WHAT YOU HAVE TO DO
Repeat every record exactly as written.

Entries taken from a collection:
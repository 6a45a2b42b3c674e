use thiserror::Error;

#[derive(Debug, Clone, PartialEq, Eq, Error)]
pub enum StorefrontError {
    #[error("unknown product: {0}")]
    UnknownProduct(String),
    #[error("Your cart is empty")]
    EmptyCart,
    #[error("checkout is already being processed")]
    CheckoutInProgress,
    #[error("checkout is not open")]
    CheckoutNotOpen,
}
//! Browser timers, one pending per kind.
//!
//! Scheduling a kind that is already pending cancels the earlier timer
//! (dropping a `gloo_timers` `Timeout` clears it). The debounce, checkout,
//! toast and newsletter delays all go through here.

use crate::state;
use glow_core::{TimerKind, TimerSlots};
use gloo_timers::callback::Timeout;
use std::cell::RefCell;

thread_local! {
    static TIMERS: RefCell<TimerSlots<Timeout>> = RefCell::new(TimerSlots::default());
}

/// Run `f` after the configured delay for `kind`.
pub fn schedule<F>(kind: TimerKind, f: F)
where
    F: FnOnce() + 'static,
{
    let delay = state::config().delay_ms(kind);
    schedule_in(kind, delay, f);
}

pub fn schedule_in<F>(kind: TimerKind, delay_ms: u32, f: F)
where
    F: FnOnce() + 'static,
{
    let timeout = Timeout::new(delay_ms, f);
    let displaced = TIMERS.with(|t| t.borrow_mut().arm(kind, timeout));
    // Dropped outside the borrow.
    drop(displaced);
}

pub fn cancel(kind: TimerKind) {
    let displaced = TIMERS.with(|t| t.borrow_mut().disarm(kind));
    drop(displaced);
}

FINISHED TASK
repository 6a45a2b42b3c674e
use thiserror::Error;

#[derive(Debug, Clone, PartialEq, Eq, Error)]
pub enum StorefrontError {
    #[error("unknown product: {0}")]
    UnknownProduct(String),
    #[error("Your cart is empty")]
    EmptyCart,
    #[error("checkout is already being processed")]
    CheckoutInProgress,
    #[error("checkout is not open")]
    CheckoutNotOpen,
}
//! Browser timers, one pending per kind.
//!
//! Scheduling a kind that is already pending cancels the earlier timer
//! (dropping a `gloo_timers` `Timeout` clears it). The debounce, checkout,
//! toast and newsletter delays all go through here.

use crate::state;
use glow_core::{TimerKind, TimerSlots};
use gloo_timers::callback::Timeout;
use std::cell::RefCell;

thread_local! {
    static TIMERS: RefCell<TimerSlots<Timeout>> = RefCell::new(TimerSlots::default());
}

/// Run `f` after the configured delay for `kind`.
pub fn schedule<F>(kind: TimerKind, f: F)
where
    F: FnOnce() + 'static,
{
    let delay = state::config().delay_ms(kind);
    schedule_in(kind, delay, f);
}

pub fn schedule_in<F>(kind: TimerKind, delay_ms: u32, f: F)
where
    F: FnOnce() + 'static,
{
    let timeout = Timeout::new(delay_ms, f);
    let displaced = TIMERS.with(|t| t.borrow_mut().arm(kind, timeout));
    // Dropped outside the borrow.
    drop(displaced);
}

pub fn cancel(kind: TimerKind) {
    let displaced = TIMERS.with(|t| t.borrow_mut().disarm(kind));
    drop(displaced);
}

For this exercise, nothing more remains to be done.